Twistedly enough, Trump’s not lying as much as usual. He’s just tacitly admitting that if he’d ever been in a locker room, it was when he was about thirteen, and he’s never mentally developed beyond that mindset. His grotesque comments were as close to honest as he gets, and naturally, he attempted to disavow them after they were made public. The Donald is nothing if not consistent in his derangement.
At this point, it’s difficult to be surprised by anything that Donald Trump does. He is a man-child in every sense of the word.
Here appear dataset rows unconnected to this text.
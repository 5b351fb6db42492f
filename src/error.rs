use thiserror::Error;

/// Failures surfaced by the chat core.
///
/// None of these terminate a session: each is reported where it happens
/// and the session stays usable for the next operation.
#[derive(Debug, Error)]
pub enum ChatError {
    /// Broker unreachable or handshake failed. Not retried by the core.
    #[error("failed to connect to broker at {url}: {reason}")]
    Connection { url: String, reason: String },

    /// Subscription rejected; the client carries on unsubscribed.
    #[error("failed to subscribe to {pattern}: {reason}")]
    Subscription { pattern: String, reason: String },

    /// Publish rejected; nothing is appended to the log.
    #[error("failed to publish to {topic}: {reason}")]
    Publish { topic: String, reason: String },

    /// Capture device denied or unavailable.
    #[error("audio capture unavailable: {0}")]
    Permission(String),

    /// Binary to data URI conversion failed; the item is dropped.
    #[error("failed to encode media: {0}")]
    Encode(String),

    /// The session loop has exited and no longer accepts commands.
    #[error("chat session is closed")]
    SessionClosed,
}

impl ChatError {
    pub fn connection(url: &str, reason: impl ToString) -> Self {
        ChatError::Connection {
            url: url.to_string(),
            reason: reason.to_string(),
        }
    }

    pub fn subscription(pattern: &str, reason: impl ToString) -> Self {
        ChatError::Subscription {
            pattern: pattern.to_string(),
            reason: reason.to_string(),
        }
    }

    pub fn publish(topic: &str, reason: impl ToString) -> Self {
        ChatError::Publish {
            topic: topic.to_string(),
            reason: reason.to_string(),
        }
    }
}
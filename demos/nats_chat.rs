// Example: Two chat sessions talking over a real NATS server
//
// Connects "alice" and "bob" to the same broker, exchanges a few messages
// and prints both logs. Each side sees the other's messages once and never
// its own echo.
//
// Requirements: nats-server running on localhost:4222
//
// Usage: cargo run --example nats_chat -- --url nats://localhost:4222

use anyhow::Result;
use clap::Parser;
use loqa_chat::{
    event, ChatHandle, ChatSession, MessageLog, NatsTransport, RecordingSession, SessionConfig,
};
use loqa_chat::audio::{AudioBackendConfig, AudioSource};
use std::time::Duration;
use tokio::task::JoinHandle;
use tokio::time::sleep;
use tracing::{info, Level};

#[derive(Parser)]
#[command(name = "nats_chat")]
#[command(about = "Exchange messages between two sessions over NATS")]
struct Args {
    /// NATS server URL
    #[arg(short, long, default_value = "nats://localhost:4222")]
    url: String,
}

async fn start(client_id: &str, url: &str) -> Result<(ChatHandle, JoinHandle<MessageLog>)> {
    let mut config = SessionConfig::for_client(client_id);
    config.broker_url = url.to_string();

    let (events_tx, events_rx) = event::channel();
    let transport = NatsTransport::connect(url, events_tx.clone()).await?;
    let recorder = RecordingSession::from_source(AudioSource::Microphone, AudioBackendConfig::default());

    let session = ChatSession::new(config, Box::new(transport), recorder, events_tx);
    let handle = session.handle();
    Ok((handle, tokio::spawn(session.run(events_rx))))
}

#[tokio::main(flavor = "current_thread")]
async fn main() -> Result<()> {
    tracing_subscriber::fmt().with_max_level(Level::INFO).init();

    let args = Args::parse();

    let (alice, alice_task) = start("alice", &args.url).await?;
    let (bob, bob_task) = start("bob", &args.url).await?;

    // Let both subscriptions reach the server
    sleep(Duration::from_millis(200)).await;

    alice.send_text("hi bob").await?;
    bob.send_text("hey alice").await?;
    alice.send_text("how are you?").await?;

    sleep(Duration::from_millis(500)).await;

    alice.shutdown()?;
    bob.shutdown()?;

    for (name, task) in [("alice", alice_task), ("bob", bob_task)] {
        let log = task.await?;
        info!("{}'s log ({} messages):", name, log.len());
        for record in log.iter() {
            info!("  [{}] {}: {}", record.timestamp(), record.sender(), record.payload());
        }
    }

    Ok(())
}
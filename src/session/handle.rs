use std::path::PathBuf;
use tokio::sync::oneshot;

use super::stats::{SessionStatus, SubmitReceipt};
use crate::error::ChatError;
use crate::event::{Command, Event, EventSender};
use crate::message::MessageRecord;

/// Cloneable handle to a running [`super::ChatSession`].
///
/// Every call is queued behind the events already waiting, so requests
/// observe the session in queue order.
#[derive(Clone)]
pub struct ChatHandle {
    events: EventSender,
}

impl ChatHandle {
    pub(crate) fn new(events: EventSender) -> Self {
        Self { events }
    }

    /// Send text and/or an image file
    pub async fn submit(
        &self,
        text: Option<String>,
        image: Option<PathBuf>,
    ) -> Result<SubmitReceipt, ChatError> {
        self.request(|reply| Command::Submit { text, image, reply })
            .await
    }

    /// Send a text message
    pub async fn send_text(&self, text: impl Into<String>) -> Result<bool, ChatError> {
        let receipt = self.submit(Some(text.into()), None).await?;
        Ok(receipt.text_published)
    }

    pub async fn start_recording(&self) -> Result<(), ChatError> {
        self.request(|reply| Command::StartRecording { reply })
            .await?
    }

    /// Stop recording; `false` if nothing was recording
    pub async fn stop_recording(&self) -> Result<bool, ChatError> {
        self.request(|reply| Command::StopRecording { reply }).await
    }

    /// Current message log, in order
    pub async fn snapshot(&self) -> Result<Vec<MessageRecord>, ChatError> {
        self.request(|reply| Command::Snapshot { reply }).await
    }

    pub async fn status(&self) -> Result<SessionStatus, ChatError> {
        self.request(|reply| Command::Status { reply }).await
    }

    /// Ask the session loop to stop
    pub fn shutdown(&self) -> Result<(), ChatError> {
        self.events
            .send(Event::Command(Command::Shutdown))
            .map_err(|_| ChatError::SessionClosed)
    }

    async fn request<T>(
        &self,
        command: impl FnOnce(oneshot::Sender<T>) -> Command,
    ) -> Result<T, ChatError> {
        let (reply, response) = oneshot::channel();

        self.events
            .send(Event::Command(command(reply)))
            .map_err(|_| ChatError::SessionClosed)?;

        response.await.map_err(|_| ChatError::SessionClosed)
    }
}
use chrono::Local;
use serde::Serialize;

use super::classify::{classify, MessageKind};

/// A single reconciled chat message.
///
/// Fields are read-only once built: `kind` always matches the prefix of
/// `payload`.
#[derive(Debug, Clone, PartialEq, Eq, Serialize)]
pub struct MessageRecord {
    /// Sender id (subject segment for inbound, own client id for outbound)
    sender: String,

    /// Payload encoding, fixed at creation
    kind: MessageKind,

    /// Raw text, or a base64 data URI for image/audio
    payload: String,

    /// Local capture time, e.g. "03:07 PM"
    timestamp: String,

    /// Whether this client published the message
    outgoing: bool,
}

impl MessageRecord {
    /// Record a message received from a peer
    pub fn incoming(sender: impl Into<String>, payload: impl Into<String>) -> Self {
        Self::new(sender.into(), payload.into(), false)
    }

    /// Record a message this client published
    pub fn outgoing(sender: impl Into<String>, payload: impl Into<String>) -> Self {
        Self::new(sender.into(), payload.into(), true)
    }

    fn new(sender: String, payload: String, outgoing: bool) -> Self {
        Self {
            sender,
            kind: classify(&payload),
            payload,
            timestamp: Local::now().format("%I:%M %p").to_string(),
            outgoing,
        }
    }

    pub fn sender(&self) -> &str {
        &self.sender
    }

    pub fn kind(&self) -> MessageKind {
        self.kind
    }

    pub fn payload(&self) -> &str {
        &self.payload
    }

    pub fn timestamp(&self) -> &str {
        &self.timestamp
    }

    pub fn outgoing(&self) -> bool {
        self.outgoing
    }
}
He feels entitled to anything he wants, and he will do anything he can within his considerable power to get it. He has made his living ripping people off and suing anyone who dares challenge him on it. Mentally, he is a spoiled thirteen-year-old boy with an obscene amount of wealth and power, and there is a slight chance that he might become a thirteen-year-old boy with access to a nuclear arsenal. He thinks he’s entitled to rule a massive and powerful country, if not the world. How can we be surprised that he thinks he’s allowed to violate any woman unfortunate enough to get within arm’s reach?
In case you haven’t noticed, I have specifically avoided calling Donald Trump a man. That’s because he’s not a man, certainly not in any sense of the word that I’d care to use. Sure, he’s an adult male, and technically meets the dictionary definition of the term, but beneath that surgically installed comb-over and behind that sneering orange mug is the mind of a very sick boy. Granted, that boy is incredibly smart, knows how to exploit the vilest fringes of the human psyche, and knows how to get what he wants when he wants it, but he is not a man. Men don’t commit sexual assault. Men don’t brag about sexual assault. Men can be crude, ignorant, petty, angry, and a whole lot of other negative things, but in the end, no real man would ever behave like Donald Trump, let alone be proud of it. He is an embodiment of a toxic masculinity that almost makes me embarrassed to possess a Y chromosome. If Donald Trump is a representative of manhood, I volunteer for castration sans anesthesia.